We are all destined to live through the implications for the rest of this century. Major adjustments will be necessary, in both domestic policy in key countries and in geopolitical calculations among them. Since China has been the major catalyst for change, East Asia finds itself at the epicenter of the global transformation. Post-World War II East Asia is largely an American creation. Successive U.S. administrations provided the stability that enabled decades of sustained growth and rising prosperity. If tensions in Sino-American relations turn ugly, all East Asia will be roiled. All transitions from one type of international system to another have either emerged from conflict or resulted in conflict—or most often both. What is now being attempted is unprecedented in world history: to manage a transition between culturally dissimilar great powers without conflict.
Washington and Beijing have been groping toward a new modus vivendi for some time now, with neither notable success nor failure. Both are resigned to the reality that establishing a new equilibrium will probably take decades. Sino-U.S. relations already constitute the most important bilateral relationship for East Asia, setting the tone for the entire region. As the 21st century progresses, that relationship will influence almost every aspect of international relations, just as U.S.-Soviet relations did during the Cold War.
Rivalry is an inescapable element in any great power relationship. All rising great powers are intrinsically revisionist, not necessarily by design but simply because their rise disrupts the existing order as an existential fact. As China grows it will inevitably become even more assertive. Beijing’s slogan of China’s “peaceful development” seems at least quaint if not downright deceptive. Competition and some degree of tension between the United States and China is thus inevitable, but conflict between them is not.

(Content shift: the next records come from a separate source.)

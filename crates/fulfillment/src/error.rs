//! Fulfillment error taxonomy.

use postcards_core::DomainError;
use thiserror::Error;

#[derive(Debug, Error)]
pub enum FulfillmentError {
    /// API credentials are absent; operations short-circuit into demo
    /// responses instead of reaching this, except authentication itself.
    #[error("fulfillment API not configured")]
    NotConfigured,

    /// Login against the provider failed. Fatal to the triggering operation;
    /// never retried silently.
    #[error("authentication failed: {0}")]
    Authentication(String),

    /// The provider answered with a non-success status.
    #[error("fulfillment API error ({status}): {message}")]
    Api { status: u16, message: String },

    /// The HTTP call itself failed.
    #[error("transport error: {0}")]
    Transport(#[from] reqwest::Error),

    /// The provider answered 2xx but the body was not what we expect.
    #[error("unexpected provider response: {0}")]
    InvalidResponse(String),

    #[error(transparent)]
    Domain(#[from] DomainError),
}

Unlike U.S.-Soviet relations, there is no bitter, fundamentally irreconcilable ideological divide between the United States and a China that has now enthusiastically embraced the market. The Soviet Union was containable because it largely contained itself by pursuing autarky. The United States and the Soviet Union were linked primarily by the need to avoid mutual destruction. But China is now so vital a part of the world economy, and the interdependence between the U.S. and Chinese economies has become so profound, that the United States might as well try to contain itself as contain China, and China might as well try to exclude itself from East Asia as try to displace the United States there. These would be exercises in futility. Neither the United States nor China can achieve its basic national goals without working with the other.

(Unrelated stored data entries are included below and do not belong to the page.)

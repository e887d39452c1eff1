//! Durable retry queue persisted in SQLite.
//!
//! Each failed placement is stored as one row holding the full `RetryEntry`
//! as JSON plus the columns the admin status view projects. `drain` removes
//! the rows it returns inside one transaction, so an entry is never processed
//! twice by concurrent passes.

use anyhow::Context;
use async_trait::async_trait;
use sqlx::{Row, SqlitePool};

use postcards_fulfillment::retry::{
    RetryEntry, RetryEntrySummary, RetryQueue, RetryQueueStatus,
};

pub(crate) async fn migrate(pool: &SqlitePool) -> anyhow::Result<()> {
    sqlx::query(
        r#"
        CREATE TABLE IF NOT EXISTS retry_queue (
            id           TEXT PRIMARY KEY,
            entry        TEXT NOT NULL,
            recipient    TEXT NOT NULL,
            retry_count  INTEGER NOT NULL,
            error        TEXT NOT NULL,
            created_at   TEXT NOT NULL
        )
        "#,
    )
    .execute(pool)
    .await
    .context("failed to create retry_queue table")?;
    Ok(())
}

/// SQLite-backed `RetryQueue`. Cheap to clone; shares the pool.
#[derive(Debug, Clone)]
pub struct SqliteRetryQueue {
    pool: SqlitePool,
}

impl SqliteRetryQueue {
    pub fn new(pool: SqlitePool) -> Self {
        Self { pool }
    }
}

#[async_trait]
impl RetryQueue for SqliteRetryQueue {
    async fn push(&self, entry: RetryEntry) -> anyhow::Result<()> {
        let payload = serde_json::to_string(&entry).context("failed to serialize retry entry")?;
        sqlx::query(
            r#"
            INSERT OR REPLACE INTO retry_queue
                (id, entry, recipient, retry_count, error, created_at)
            VALUES (?1, ?2, ?3, ?4, ?5, ?6)
            "#,
        )
        .bind(entry.id.to_string())
        .bind(payload)
        .bind(entry.recipient.full_name())
        .bind(entry.retry_count as i64)
        .bind(&entry.error)
        .bind(entry.created_at.to_rfc3339())
        .execute(&self.pool)
        .await
        .context("failed to insert retry entry")?;
        Ok(())
    }

    async fn drain(&self) -> anyhow::Result<Vec<RetryEntry>> {
        let mut tx = self.pool.begin().await.context("failed to begin drain")?;

        let rows = sqlx::query("SELECT id, entry FROM retry_queue ORDER BY created_at ASC")
            .fetch_all(&mut *tx)
            .await
            .context("failed to read retry queue")?;

        let mut entries = Vec::with_capacity(rows.len());
        for row in rows {
            let id: String = row.get("id");
            let payload: String = row.get("entry");
            match serde_json::from_str::<RetryEntry>(&payload) {
                Ok(entry) => entries.push(entry),
                Err(err) => {
                    // A corrupt row would otherwise wedge the queue forever.
                    tracing::error!(id, error = %err, "dropping unreadable retry entry");
                }
            }
        }

        sqlx::query("DELETE FROM retry_queue")
            .execute(&mut *tx)
            .await
            .context("failed to clear retry queue")?;
        tx.commit().await.context("failed to commit drain")?;

        Ok(entries)
    }

    async fn status(&self) -> anyhow::Result<RetryQueueStatus> {
        let rows = sqlx::query(
            "SELECT entry FROM retry_queue ORDER BY created_at ASC",
        )
        .fetch_all(&self.pool)
        .await
        .context("failed to read retry queue status")?;

        let mut entries = Vec::with_capacity(rows.len());
        for row in rows {
            let payload: String = row.get("entry");
            if let Ok(entry) = serde_json::from_str::<RetryEntry>(&payload) {
                entries.push(RetryEntrySummary::of(&entry));
            }
        }

        Ok(RetryQueueStatus {
            queue_size: entries.len(),
            entries,
        })
    }
}
#[cfg(test)]
mod tests {
    use std::collections::BTreeMap;
    use std::sync::Mutex as StdMutex;

    use async_trait::async_trait;
    use serde_json::json;

    use postcards_core::Recipient;
    use postcards_core::subscription::meta;
    use postcards_fulfillment::client::{AddressCheck, Design, OrderOptions, PlacedOrder};
    use postcards_fulfillment::error::FulfillmentError;
    use postcards_fulfillment::notify::LogNotifier;
    use postcards_fulfillment::retry::InMemoryRetryQueue;
    use postcards_fulfillment::service::FulfillmentConfig;

    use super::*;

    /// Provider fake: every slot has a design whose id equals the slot.
    #[derive(Default)]
    struct FakeApi {
        cancelled: StdMutex<Vec<String>>,
    }

    #[async_trait]
    impl FulfillmentApi for FakeApi {
        async fn authenticate(&self) -> Result<String, FulfillmentError> {
            Ok("token".to_string())
        }

        async fn list_designs(&self) -> Result<Vec<Design>, FulfillmentError> {
            Ok((1..=365)
                .map(|n| Design {
                    id: Some(n),
                    design_id: None,
                    name: Some(format!("PP-{n:03}")),
                    design_name: None,
                    nickname: None,
                })
                .collect())
        }

        async fn place_postcard(
            &self,
            _recipient: &Recipient,
            design_id: i64,
            _options: &OrderOptions,
        ) -> Result<PlacedOrder, FulfillmentError> {
            Ok(PlacedOrder {
                order_id: format!("ord-{design_id}"),
                batch_id: None,
                status: None,
                demo: false,
            })
        }

        async fn cancel_order(&self, order_id: &str) -> Result<(), FulfillmentError> {
            self.cancelled.lock().unwrap().push(order_id.to_string());
            Ok(())
        }

        async fn get_order(&self, _order_id: &str) -> Result<serde_json::Value, FulfillmentError> {
            Ok(json!({}))
        }

        async fn list_orders(
            &self,
            _page: u32,
            _per_page: u32,
        ) -> Result<serde_json::Value, FulfillmentError> {
            Ok(json!({}))
        }

        async fn order_recipients(
            &self,
            _order_id: &str,
            _page: u32,
            _per_page: u32,
        ) -> Result<serde_json::Value, FulfillmentError> {
            Ok(json!({}))
        }

        async fn verify_recipient(
            &self,
            _recipient: &Recipient,
        ) -> Result<AddressCheck, FulfillmentError> {
            Ok(AddressCheck {
                valid: true,
                reason: None,
                demo: false,
            })
        }

        fn is_configured(&self) -> bool {
            true
        }
    }

    #[derive(Default)]
    struct FakeProvider {
        subscriptions: StdMutex<BTreeMap<String, serde_json::Value>>,
        mirrored: StdMutex<Vec<(String, BTreeMap<String, String>)>>,
        fail_mirror: bool,
    }

    #[async_trait]
    impl PaymentProvider for FakeProvider {
        async fn get_customer(&self, customer_id: &str) -> anyhow::Result<serde_json::Value> {
            Ok(json!({
                "id": customer_id,
                "name": "Ada Lovelace",
                "shipping": {
                    "name": "Ada Lovelace",
                    "address": {
                        "line1": "12 Analytical Way",
                        "city": "Clearwater",
                        "state": "FL",
                        "postal_code": "33765"
                    }
                }
            }))
        }

        async fn get_subscription(
            &self,
            subscription_id: &str,
        ) -> anyhow::Result<serde_json::Value> {
            Ok(self
                .subscriptions
                .lock()
                .unwrap()
                .get(subscription_id)
                .cloned()
                .unwrap_or_else(|| json!({ "id": subscription_id, "metadata": {} })))
        }

        async fn update_subscription_metadata(
            &self,
            subscription_id: &str,
            metadata: &BTreeMap<String, String>,
        ) -> anyhow::Result<()> {
            if self.fail_mirror {
                anyhow::bail!("stripe unavailable");
            }
            self.mirrored
                .lock()
                .unwrap()
                .push((subscription_id.to_string(), metadata.clone()));
            Ok(())
        }
    }

    type TestWorker = FulfillmentWorker<FakeApi, LogNotifier, InMemoryRetryQueue, FakeProvider>;

    async fn worker(provider: FakeProvider) -> (TestWorker, Arc<FakeProvider>, CursorStore) {
        let pool = postcards_store::open_database("sqlite::memory:").await.unwrap();
        let cursors = CursorStore::new(pool);
        let provider = Arc::new(provider);
        let service = Arc::new(FulfillmentService::new(
            FakeApi::default(),
            LogNotifier,
            InMemoryRetryQueue::default(),
            FulfillmentConfig {
                order_delay: std::time::Duration::ZERO,
                retry_delay: std::time::Duration::ZERO,
                ..FulfillmentConfig::default()
            },
        ));
        (
            FulfillmentWorker::new(service, provider.clone(), cursors.clone()),
            provider,
            cursors,
        )
    }

    fn trial_subscription(id: &str) -> serde_json::Value {
        json!({
            "id": id,
            "customer": "cus_1",
            "metadata": { "type": "trial" },
        })
    }

    #[tokio::test]
    async fn creation_records_cursor_and_mirrors_metadata() {
        let (worker, provider, cursors) = worker(FakeProvider::default()).await;

        worker
            .handle(FulfillmentJob::SubscriptionCreated {
                payload: trial_subscription("sub_1"),
            })
            .await
            .unwrap();

        let sub = postcards_core::SubscriptionId::new("sub_1");
        let last = cursors.last_day(&sub).await.unwrap().unwrap();
        assert_eq!(cursors.order_ids(&sub).await.unwrap().len(), 7);

        let mirrored = provider.mirrored.lock().unwrap();
        assert_eq!(mirrored.len(), 1);
        let (id, metadata) = &mirrored[0];
        assert_eq!(id, "sub_1");
        assert_eq!(metadata.get(meta::LAST_DAY).unwrap(), &last.to_string());
        assert!(metadata.contains_key(meta::START_DAY));
        assert!(metadata.contains_key(meta::CAMPAIGN_START));
    }

    #[tokio::test]
    async fn renewal_continues_from_the_durable_cursor() {
        let provider = FakeProvider::default();
        // The provider's metadata mirror is stale on purpose.
        provider.subscriptions.lock().unwrap().insert(
            "sub_1".to_string(),
            json!({
                "id": "sub_1",
                "customer": "cus_1",
                "metadata": { "type": "trial", "pcm_last_day": "10" },
            }),
        );
        let (worker, provider, cursors) = worker(provider).await;

        let sub = postcards_core::SubscriptionId::new("sub_1");
        let start = postcards_core::DayOfYear::new(100).unwrap();
        cursors
            .record_batch(&sub, start, start.last_of_batch(7), &[])
            .await
            .unwrap();

        worker
            .handle(FulfillmentJob::InvoicePaid {
                payload: json!({
                    "id": "in_1",
                    "subscription": "sub_1",
                    "billing_reason": "subscription_cycle",
                }),
            })
            .await
            .unwrap();

        // Durable cursor said last day 106, so the renewal ran 107-113.
        assert_eq!(cursors.last_day(&sub).await.unwrap().unwrap().get(), 113);
        let mirrored = provider.mirrored.lock().unwrap();
        assert_eq!(mirrored[0].1.get(meta::RENEWAL_START_DAY).unwrap(), "107");
    }

    #[tokio::test]
    async fn initial_invoice_does_not_touch_the_cursor() {
        let (worker, provider, cursors) = worker(FakeProvider::default()).await;

        worker
            .handle(FulfillmentJob::InvoicePaid {
                payload: json!({
                    "id": "in_1",
                    "subscription": "sub_1",
                    "billing_reason": "subscription_create",
                }),
            })
            .await
            .unwrap();

        let sub = postcards_core::SubscriptionId::new("sub_1");
        assert!(cursors.last_day(&sub).await.unwrap().is_none());
        assert!(provider.mirrored.lock().unwrap().is_empty());
    }

    #[tokio::test]
    async fn deletion_cancels_recorded_orders_and_clears_state() {
        let (worker, _provider, cursors) = worker(FakeProvider::default()).await;

        worker
            .handle(FulfillmentJob::SubscriptionCreated {
                payload: trial_subscription("sub_1"),
            })
            .await
            .unwrap();
        let sub = postcards_core::SubscriptionId::new("sub_1");
        assert_eq!(cursors.order_ids(&sub).await.unwrap().len(), 7);

        worker
            .handle(FulfillmentJob::SubscriptionDeleted {
                payload: json!({ "id": "sub_1", "customer": "cus_1", "metadata": {} }),
            })
            .await
            .unwrap();

        assert!(cursors.last_day(&sub).await.unwrap().is_none());
        assert!(cursors.order_ids(&sub).await.unwrap().is_empty());
    }

    #[tokio::test]
    async fn mirror_failure_still_records_the_cursor() {
        let (worker, _provider, cursors) = worker(FakeProvider {
            fail_mirror: true,
            ..FakeProvider::default()
        })
        .await;

        worker
            .handle(FulfillmentJob::SubscriptionCreated {
                payload: trial_subscription("sub_1"),
            })
            .await
            .unwrap();

        let sub = postcards_core::SubscriptionId::new("sub_1");
        assert!(cursors.last_day(&sub).await.unwrap().is_some());
    }

    #[test]
    fn only_fulfillment_events_map_to_jobs() {
        assert!(matches!(
            FulfillmentJob::from_event("customer.subscription.created", json!({})),
            Some(FulfillmentJob::SubscriptionCreated { .. })
        ));
        assert!(matches!(
            FulfillmentJob::from_event("invoice.payment_succeeded", json!({})),
            Some(FulfillmentJob::InvoicePaid { .. })
        ));
        assert!(matches!(
            FulfillmentJob::from_event("invoice.paid", json!({})),
            Some(FulfillmentJob::InvoicePaid { .. })
        ));
        assert!(matches!(
            FulfillmentJob::from_event("customer.subscription.deleted", json!({})),
            Some(FulfillmentJob::SubscriptionDeleted { .. })
        ));
        assert!(FulfillmentJob::from_event("charge.refunded", json!({})).is_none());
    }
}
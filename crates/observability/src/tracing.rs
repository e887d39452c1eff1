//! Tracing/logging initialization.

use tracing_subscriber::EnvFilter;

/// Initialize tracing/logging for the process.
///
/// Safe to call multiple times (subsequent calls are no-ops). Output is JSON
/// with timestamps; the filter comes from `RUST_LOG`, defaulting to `info`.
pub fn init() {
    let filter = EnvFilter::try_from_default_env()
        .unwrap_or_else(|_| EnvFilter::new("info"));

    let _ = tracing_subscriber::fmt()
        .with_env_filter(filter)
        .json()
        .with_timer(tracing_subscriber::fmt::time::SystemTime)
        .with_target(false)
        .try_init();
}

This is a reality that neither elite finds particularly comfortable. Profound interdependence coexists with deep strategic distrust in U.S.-China relations. Interdependence actually heightens strategic distrust because it exposes mutual vulnerabilities. These vulnerabilities are not necessarily symmetrical, however. Chinese society has had more than a century to come to terms with Western superiority, but China’s rapid and recent rise has been psychologically disquieting to many in the West. China and some other East Asian countries are widely regarded as fundamental challenges to the Western historical narrative because in East Asia and, above all, in China, the market economy flourishes without liberal democracy. This is regarded in the West as somehow unnatural. So in the thickets of inchoate Sino-American interdependence, the West is more off-balance, if not to say puzzled, by what has been happening.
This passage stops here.